▶ **What is required**: Repeat exactly the lines of the entries below from the one with "pub loader: &'a" through the one with "let Some(group) = self.set.get_group(slot)", both ends included, and nothing else.

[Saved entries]
▽

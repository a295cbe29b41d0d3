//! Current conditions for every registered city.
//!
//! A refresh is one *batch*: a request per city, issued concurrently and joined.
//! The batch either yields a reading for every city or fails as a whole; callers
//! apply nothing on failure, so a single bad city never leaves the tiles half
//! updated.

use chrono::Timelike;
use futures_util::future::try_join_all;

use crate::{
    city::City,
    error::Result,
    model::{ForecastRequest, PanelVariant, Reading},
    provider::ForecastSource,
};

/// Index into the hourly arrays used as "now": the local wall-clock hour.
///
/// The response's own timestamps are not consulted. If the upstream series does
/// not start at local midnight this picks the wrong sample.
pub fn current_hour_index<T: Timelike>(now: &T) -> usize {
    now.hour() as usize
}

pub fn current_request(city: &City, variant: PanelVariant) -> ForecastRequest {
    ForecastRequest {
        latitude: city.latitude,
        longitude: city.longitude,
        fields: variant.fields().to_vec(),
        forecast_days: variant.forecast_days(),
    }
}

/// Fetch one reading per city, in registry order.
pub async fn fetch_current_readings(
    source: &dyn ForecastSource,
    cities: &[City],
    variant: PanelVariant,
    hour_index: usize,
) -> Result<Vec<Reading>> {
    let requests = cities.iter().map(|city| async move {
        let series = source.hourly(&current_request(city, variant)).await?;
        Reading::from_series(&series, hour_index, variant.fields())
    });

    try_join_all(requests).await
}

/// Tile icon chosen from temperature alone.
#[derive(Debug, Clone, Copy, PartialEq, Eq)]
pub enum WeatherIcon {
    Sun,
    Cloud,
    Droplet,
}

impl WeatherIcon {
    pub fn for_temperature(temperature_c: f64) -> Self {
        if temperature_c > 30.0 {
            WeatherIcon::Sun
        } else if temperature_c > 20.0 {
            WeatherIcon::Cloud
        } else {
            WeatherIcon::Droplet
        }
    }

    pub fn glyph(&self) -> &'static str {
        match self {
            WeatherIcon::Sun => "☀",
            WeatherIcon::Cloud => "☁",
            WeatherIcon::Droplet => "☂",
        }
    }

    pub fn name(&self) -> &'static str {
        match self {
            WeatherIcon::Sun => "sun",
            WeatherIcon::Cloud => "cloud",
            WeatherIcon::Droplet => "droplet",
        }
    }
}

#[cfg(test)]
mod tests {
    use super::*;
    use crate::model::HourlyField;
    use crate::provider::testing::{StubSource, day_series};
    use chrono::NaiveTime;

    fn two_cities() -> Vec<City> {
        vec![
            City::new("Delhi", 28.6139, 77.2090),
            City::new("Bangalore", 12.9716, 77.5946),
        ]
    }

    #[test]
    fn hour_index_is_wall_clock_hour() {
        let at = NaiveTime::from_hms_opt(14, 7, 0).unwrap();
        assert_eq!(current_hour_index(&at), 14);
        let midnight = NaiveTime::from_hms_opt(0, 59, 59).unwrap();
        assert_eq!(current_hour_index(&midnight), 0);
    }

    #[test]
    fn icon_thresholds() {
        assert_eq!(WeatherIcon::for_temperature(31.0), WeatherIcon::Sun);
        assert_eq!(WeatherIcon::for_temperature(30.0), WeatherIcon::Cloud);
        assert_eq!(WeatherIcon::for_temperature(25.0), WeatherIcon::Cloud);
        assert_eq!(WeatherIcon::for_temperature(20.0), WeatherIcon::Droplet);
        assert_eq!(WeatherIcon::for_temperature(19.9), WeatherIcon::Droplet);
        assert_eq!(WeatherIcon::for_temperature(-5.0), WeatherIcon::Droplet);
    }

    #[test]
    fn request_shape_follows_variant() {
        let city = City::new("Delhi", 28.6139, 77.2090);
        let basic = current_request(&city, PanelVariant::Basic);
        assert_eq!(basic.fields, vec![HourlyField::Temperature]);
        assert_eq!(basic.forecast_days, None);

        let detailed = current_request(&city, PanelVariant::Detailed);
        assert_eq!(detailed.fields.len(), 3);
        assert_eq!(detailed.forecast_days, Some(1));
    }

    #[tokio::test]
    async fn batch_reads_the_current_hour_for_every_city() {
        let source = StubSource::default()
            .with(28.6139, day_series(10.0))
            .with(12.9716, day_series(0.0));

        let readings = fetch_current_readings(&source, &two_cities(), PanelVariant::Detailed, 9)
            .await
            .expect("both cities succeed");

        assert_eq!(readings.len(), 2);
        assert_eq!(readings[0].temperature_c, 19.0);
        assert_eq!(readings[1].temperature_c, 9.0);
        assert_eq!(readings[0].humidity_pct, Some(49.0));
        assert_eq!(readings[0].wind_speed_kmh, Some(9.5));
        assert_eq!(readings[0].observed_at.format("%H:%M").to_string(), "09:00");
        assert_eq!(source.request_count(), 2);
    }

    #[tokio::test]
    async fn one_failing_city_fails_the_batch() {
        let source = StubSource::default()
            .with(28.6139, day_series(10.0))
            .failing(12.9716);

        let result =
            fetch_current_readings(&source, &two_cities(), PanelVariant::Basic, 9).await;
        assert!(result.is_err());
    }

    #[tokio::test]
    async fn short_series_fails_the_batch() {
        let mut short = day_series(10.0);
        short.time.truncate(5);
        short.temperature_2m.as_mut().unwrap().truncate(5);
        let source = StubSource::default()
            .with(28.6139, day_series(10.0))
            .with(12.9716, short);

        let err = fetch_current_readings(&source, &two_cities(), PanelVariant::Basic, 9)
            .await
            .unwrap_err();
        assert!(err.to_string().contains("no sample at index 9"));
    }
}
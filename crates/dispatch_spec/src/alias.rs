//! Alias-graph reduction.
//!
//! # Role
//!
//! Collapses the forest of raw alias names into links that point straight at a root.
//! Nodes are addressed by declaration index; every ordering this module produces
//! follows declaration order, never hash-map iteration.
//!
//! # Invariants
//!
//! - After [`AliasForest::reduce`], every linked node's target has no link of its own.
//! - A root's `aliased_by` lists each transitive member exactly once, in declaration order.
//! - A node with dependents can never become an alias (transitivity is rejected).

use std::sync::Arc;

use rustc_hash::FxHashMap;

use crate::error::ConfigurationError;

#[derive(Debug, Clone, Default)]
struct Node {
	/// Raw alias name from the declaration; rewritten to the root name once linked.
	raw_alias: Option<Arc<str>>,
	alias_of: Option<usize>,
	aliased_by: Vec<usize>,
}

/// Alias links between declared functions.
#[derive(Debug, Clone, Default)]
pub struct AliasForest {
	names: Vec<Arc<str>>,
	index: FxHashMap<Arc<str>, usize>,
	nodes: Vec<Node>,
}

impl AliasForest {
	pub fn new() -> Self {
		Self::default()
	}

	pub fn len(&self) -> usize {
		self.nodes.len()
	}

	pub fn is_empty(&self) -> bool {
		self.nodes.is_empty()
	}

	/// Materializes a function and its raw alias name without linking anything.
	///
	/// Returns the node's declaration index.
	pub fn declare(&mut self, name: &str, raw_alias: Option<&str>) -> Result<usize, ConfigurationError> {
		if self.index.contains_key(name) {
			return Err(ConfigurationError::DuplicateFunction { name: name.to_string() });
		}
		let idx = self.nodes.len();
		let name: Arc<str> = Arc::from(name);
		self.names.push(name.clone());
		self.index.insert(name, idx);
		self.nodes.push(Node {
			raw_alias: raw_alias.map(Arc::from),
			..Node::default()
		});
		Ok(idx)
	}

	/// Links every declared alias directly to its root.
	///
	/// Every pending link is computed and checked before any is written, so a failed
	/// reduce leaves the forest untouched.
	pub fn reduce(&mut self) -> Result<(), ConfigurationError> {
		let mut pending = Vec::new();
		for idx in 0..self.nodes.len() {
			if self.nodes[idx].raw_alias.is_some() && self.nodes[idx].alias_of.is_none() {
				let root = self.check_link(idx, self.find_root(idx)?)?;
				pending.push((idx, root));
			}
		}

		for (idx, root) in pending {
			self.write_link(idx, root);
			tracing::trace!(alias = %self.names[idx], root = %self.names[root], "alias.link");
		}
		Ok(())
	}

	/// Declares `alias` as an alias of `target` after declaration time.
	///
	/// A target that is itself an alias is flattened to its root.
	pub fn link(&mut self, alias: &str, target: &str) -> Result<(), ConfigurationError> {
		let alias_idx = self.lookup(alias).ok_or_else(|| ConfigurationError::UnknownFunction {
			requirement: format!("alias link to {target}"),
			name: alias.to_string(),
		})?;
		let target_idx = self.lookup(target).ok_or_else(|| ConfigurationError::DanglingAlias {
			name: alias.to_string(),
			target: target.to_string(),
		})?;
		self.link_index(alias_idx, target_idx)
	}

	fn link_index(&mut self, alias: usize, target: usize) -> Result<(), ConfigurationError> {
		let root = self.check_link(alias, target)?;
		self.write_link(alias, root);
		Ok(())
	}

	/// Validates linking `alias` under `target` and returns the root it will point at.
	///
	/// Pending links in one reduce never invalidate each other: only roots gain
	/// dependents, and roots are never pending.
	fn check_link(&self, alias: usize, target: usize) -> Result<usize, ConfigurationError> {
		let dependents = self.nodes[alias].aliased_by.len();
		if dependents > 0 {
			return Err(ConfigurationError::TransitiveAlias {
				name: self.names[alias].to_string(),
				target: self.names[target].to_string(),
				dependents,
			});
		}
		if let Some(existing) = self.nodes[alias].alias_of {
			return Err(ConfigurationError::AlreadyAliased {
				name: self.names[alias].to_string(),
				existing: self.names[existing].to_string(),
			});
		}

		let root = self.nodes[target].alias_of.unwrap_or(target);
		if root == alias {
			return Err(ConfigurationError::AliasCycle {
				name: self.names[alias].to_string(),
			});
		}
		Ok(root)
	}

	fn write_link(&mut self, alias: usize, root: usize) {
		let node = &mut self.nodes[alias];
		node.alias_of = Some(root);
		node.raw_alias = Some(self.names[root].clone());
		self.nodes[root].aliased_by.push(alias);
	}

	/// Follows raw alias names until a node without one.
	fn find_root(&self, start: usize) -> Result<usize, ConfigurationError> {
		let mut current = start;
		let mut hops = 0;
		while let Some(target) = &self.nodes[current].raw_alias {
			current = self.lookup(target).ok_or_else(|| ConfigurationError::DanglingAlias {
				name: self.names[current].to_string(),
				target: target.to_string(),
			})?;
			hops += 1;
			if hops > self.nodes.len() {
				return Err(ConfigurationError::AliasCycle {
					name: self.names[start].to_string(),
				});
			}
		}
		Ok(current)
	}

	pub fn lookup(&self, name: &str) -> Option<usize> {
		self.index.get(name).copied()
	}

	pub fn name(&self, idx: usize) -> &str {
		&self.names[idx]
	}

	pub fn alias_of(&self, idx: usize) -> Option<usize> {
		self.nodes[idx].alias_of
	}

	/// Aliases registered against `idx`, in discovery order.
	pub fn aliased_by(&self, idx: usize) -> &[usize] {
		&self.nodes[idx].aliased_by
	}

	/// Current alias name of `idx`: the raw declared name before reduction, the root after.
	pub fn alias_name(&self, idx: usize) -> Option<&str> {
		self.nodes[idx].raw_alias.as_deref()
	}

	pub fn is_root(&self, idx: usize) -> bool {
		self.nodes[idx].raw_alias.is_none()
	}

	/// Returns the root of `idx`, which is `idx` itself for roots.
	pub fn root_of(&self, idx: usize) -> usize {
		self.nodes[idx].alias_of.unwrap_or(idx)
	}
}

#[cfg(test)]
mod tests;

△
▽

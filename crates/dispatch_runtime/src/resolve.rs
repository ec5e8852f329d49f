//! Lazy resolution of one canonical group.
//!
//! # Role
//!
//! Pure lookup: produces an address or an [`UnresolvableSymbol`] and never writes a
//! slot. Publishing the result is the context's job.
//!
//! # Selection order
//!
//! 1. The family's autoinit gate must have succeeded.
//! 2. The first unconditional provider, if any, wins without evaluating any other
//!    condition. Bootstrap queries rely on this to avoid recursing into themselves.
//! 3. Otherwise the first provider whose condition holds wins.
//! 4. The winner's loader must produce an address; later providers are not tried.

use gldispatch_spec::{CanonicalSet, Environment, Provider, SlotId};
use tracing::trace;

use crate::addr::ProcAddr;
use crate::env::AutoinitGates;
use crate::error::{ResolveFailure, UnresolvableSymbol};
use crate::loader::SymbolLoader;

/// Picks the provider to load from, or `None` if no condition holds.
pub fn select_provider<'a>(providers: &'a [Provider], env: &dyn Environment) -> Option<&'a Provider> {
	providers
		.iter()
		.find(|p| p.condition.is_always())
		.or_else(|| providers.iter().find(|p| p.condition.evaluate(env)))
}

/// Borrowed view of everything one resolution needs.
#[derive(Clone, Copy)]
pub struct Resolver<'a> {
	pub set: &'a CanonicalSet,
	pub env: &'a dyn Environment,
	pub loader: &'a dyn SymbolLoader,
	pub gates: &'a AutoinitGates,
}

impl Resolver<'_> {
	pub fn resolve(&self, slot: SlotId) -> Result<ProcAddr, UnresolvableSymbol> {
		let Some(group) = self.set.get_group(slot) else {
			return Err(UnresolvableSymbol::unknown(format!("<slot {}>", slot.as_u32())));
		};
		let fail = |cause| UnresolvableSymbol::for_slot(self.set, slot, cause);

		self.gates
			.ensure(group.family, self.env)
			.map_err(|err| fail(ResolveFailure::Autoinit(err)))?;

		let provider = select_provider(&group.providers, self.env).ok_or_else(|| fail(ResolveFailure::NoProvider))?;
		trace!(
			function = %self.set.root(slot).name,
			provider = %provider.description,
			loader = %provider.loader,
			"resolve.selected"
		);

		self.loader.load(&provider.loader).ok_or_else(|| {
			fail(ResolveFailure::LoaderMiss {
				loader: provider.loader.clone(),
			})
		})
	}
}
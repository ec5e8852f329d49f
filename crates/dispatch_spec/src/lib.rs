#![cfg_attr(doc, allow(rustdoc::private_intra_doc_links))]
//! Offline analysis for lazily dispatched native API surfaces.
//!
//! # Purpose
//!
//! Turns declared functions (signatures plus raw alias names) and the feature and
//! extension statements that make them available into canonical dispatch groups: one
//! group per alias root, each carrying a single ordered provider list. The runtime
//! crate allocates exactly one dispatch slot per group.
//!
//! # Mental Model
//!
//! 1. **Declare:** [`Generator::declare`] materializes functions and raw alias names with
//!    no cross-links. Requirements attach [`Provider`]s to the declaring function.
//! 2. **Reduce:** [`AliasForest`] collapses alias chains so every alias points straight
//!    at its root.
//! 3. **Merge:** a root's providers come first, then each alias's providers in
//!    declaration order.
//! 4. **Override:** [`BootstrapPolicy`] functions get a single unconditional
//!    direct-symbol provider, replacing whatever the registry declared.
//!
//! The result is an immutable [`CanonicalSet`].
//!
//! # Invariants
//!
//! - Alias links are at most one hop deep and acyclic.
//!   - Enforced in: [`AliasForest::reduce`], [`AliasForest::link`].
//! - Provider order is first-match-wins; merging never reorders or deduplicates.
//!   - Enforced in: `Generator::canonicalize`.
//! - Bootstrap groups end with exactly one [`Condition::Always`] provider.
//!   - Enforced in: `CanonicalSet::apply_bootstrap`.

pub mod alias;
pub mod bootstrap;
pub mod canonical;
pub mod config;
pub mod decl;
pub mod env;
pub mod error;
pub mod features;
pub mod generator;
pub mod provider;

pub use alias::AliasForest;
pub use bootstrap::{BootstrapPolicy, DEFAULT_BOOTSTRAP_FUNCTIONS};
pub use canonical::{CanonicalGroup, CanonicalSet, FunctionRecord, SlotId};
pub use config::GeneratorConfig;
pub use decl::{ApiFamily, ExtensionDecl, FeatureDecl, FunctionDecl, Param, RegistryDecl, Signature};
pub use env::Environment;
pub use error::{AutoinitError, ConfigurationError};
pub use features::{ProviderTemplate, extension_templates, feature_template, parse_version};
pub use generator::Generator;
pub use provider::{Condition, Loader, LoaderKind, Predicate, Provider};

△

▶ **Response box**:
	pub loader: &'a dyn SymbolLoader,
	pub gates: &'a AutoinitGates,
}

impl Resolver<'_> {
	pub fn resolve(&self, slot: SlotId) -> Result<ProcAddr, UnresolvableSymbol> {
		let Some(group) = self.set.get_group(slot) else {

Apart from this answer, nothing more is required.